In last week’s Technique Tuesday newsletter we assessed the neck firing order pattern using the Head Raise Test. As discussed in that article, the two hypertonic muscles that often substitute for longis capitis/colli during this test are anterior scalenes and sternocleidomastoid. The resulting altered firing order pattern not only contributes to head forward postures and upper chest breathing, but may also cause the scalenes to jack up the first rib leading to symptoms ranging from neck and jaw pain to arm numbness.
Oddly, the first rib is seldom evaluated, and is therefore often missed as a contributor to neck, shoulder and arm pain. It is essential that your client’s first ribs (left and right) move properly to ensure optimal functioning of the scalene musculature. Mechanically, when the scalenes contract on one side, they flex the neck a bit to the same side and elevate the first rib. Should the first rib be fixated and unable to move properly, smooth cervical sidebending and rotation are altered.
In workshops, I teach a hands-on assessment for superiorly fixated first ribs, yet in most cases all one has to do is look up and over a shoulder to test for lack of mobility. For example, if we want to see if the right first rib could be fixated, the client would extend and left rotate their head while right sidebending the neck. An inability to achieve proper movement when performing this motion is indicative of a first rib fixation and accompanying scalene reactive spasm. Additionally, the client will often feel stiff and sore at the base of the neck during this maneuver.
As we all know, direct manual therapy techniques for tight anterior scalenes can often be difficult to perform due to the proximity of arteries and nerve bundles, so to avoid these issues, I use the Myoskeletal “bones-as-levers” principle to release scalene hypertonicity. In the accompanying video and technique description below, I first position the client’s head so the scalenes are taut and then use soft finger pads to hold the rib down as I apply a gentle graded exposure stretch to the anterior scalenes.

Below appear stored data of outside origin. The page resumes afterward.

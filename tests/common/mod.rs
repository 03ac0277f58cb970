//! Test infrastructure for dectalk-rs integration tests.
//!
//! Provides engines backed by the simulated runtime and helpers for
//! inspecting captured audio.

#![allow(dead_code)]

use std::sync::{Arc, Mutex};

pub use dectalk_rs::capture::CaptureStats;
pub use dectalk_rs::config::EngineOptions;
pub use dectalk_rs::event::{Event, EventBus, Subscriber};
pub use dectalk_rs::native::sim::{SimConfig, SimStats, SimulatedEngine, Waveform, MSG_ERROR};
pub use dectalk_rs::native::{NativeEngine, MMSYSERR_ERROR, MMSYSERR_INVALPARAM};
pub use dectalk_rs::phoneme::PhonemeEvent;
pub use dectalk_rs::voice::{Language, SpeakerParams, Voice};
pub use dectalk_rs::wav::HEADER_SIZE;
pub use dectalk_rs::{CaptureError, Engine, EngineState, Lifecycle, TtsError};

/// Text long enough to fill several default-sized capture buffers.
pub const PANGRAM: &str = "The quick brown fox jumps over the lazy dog";

/// Bytes of PCM the simulated engine renders per phoneme at its default duration.
pub const BYTES_PER_PHONEME: usize = 11025 * 60 / 1000 * 2;

/// A simulated runtime writing a sample counter, so gaps and reorders show.
pub fn ramp_engine() -> SimulatedEngine {
    SimulatedEngine::new(SimConfig {
        waveform: Waveform::Ramp,
        ..SimConfig::default()
    })
}

pub fn test_options() -> EngineOptions {
    EngineOptions::default()
}

pub fn start(sim: &SimulatedEngine) -> Engine {
    start_with(sim, test_options())
}

pub fn start_with(sim: &SimulatedEngine, options: EngineOptions) -> Engine {
    Engine::start(Arc::new(sim.clone()), options).expect("engine should start")
}

/// Registers a listener that records every phoneme it hears.
pub fn record_phonemes(engine: &Engine) -> Arc<Mutex<Vec<char>>> {
    let heard = Arc::new(Mutex::new(Vec::new()));
    let sink = heard.clone();
    engine.set_phoneme_listener(move |event: PhonemeEvent| {
        sink.lock().unwrap().push(event.phoneme);
    });
    heard
}

pub fn heard(phonemes: &Arc<Mutex<Vec<char>>>) -> String {
    phonemes.lock().unwrap().iter().collect()
}

/// Decodes 16-bit little-endian PCM.
pub fn samples(pcm: &[u8]) -> Vec<u16> {
    pcm.chunks_exact(2)
        .map(|c| u16::from_le_bytes([c[0], c[1]]))
        .collect()
}

/// Asserts the ramp waveform counts up by one from `start` without gaps.
pub fn assert_continuous(pcm: &[u8], start: u16) {
    for (i, sample) in samples(pcm).into_iter().enumerate() {
        let expected = start.wrapping_add(i as u16);
        assert_eq!(sample, expected, "discontinuity at sample {i}");
    }
}

/// Collects every event currently queued for `subscriber`.
pub fn drain_events(subscriber: &mut Subscriber) -> Vec<Event> {
    let mut events = Vec::new();
    while let Ok(event) = subscriber.try_recv() {
        events.push(event);
    }
    events
}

For the sake of a shortened discussion here, I did not evaluate and correct other problems that are often co-present with a fixated first rib, but keep in mind that if one segment is affected, restriction of an adjacent structure is also suspected. Associated myogenic issues may include reactive spasm in levator scapulae, pectoralis minor, serratus anterior as well as altered function of the acromioclavicular, sternoclavicular, glenohumeral and thoracic spinal joints. Emotional stressors also play a big role in first rib fixation and scalenes spasm. Once the midbrain and cerebellum map abnormal movement patterns, manual therapy techniques to correct the fixation may only be a temporary quick fix. In chronic cases, the client must be given home retraining exercises that mimic the technique shown below. Additionally, the client should be taught new movement patterns to address suboptimal postural issues that may have contributed to the first rib fixation in the first place.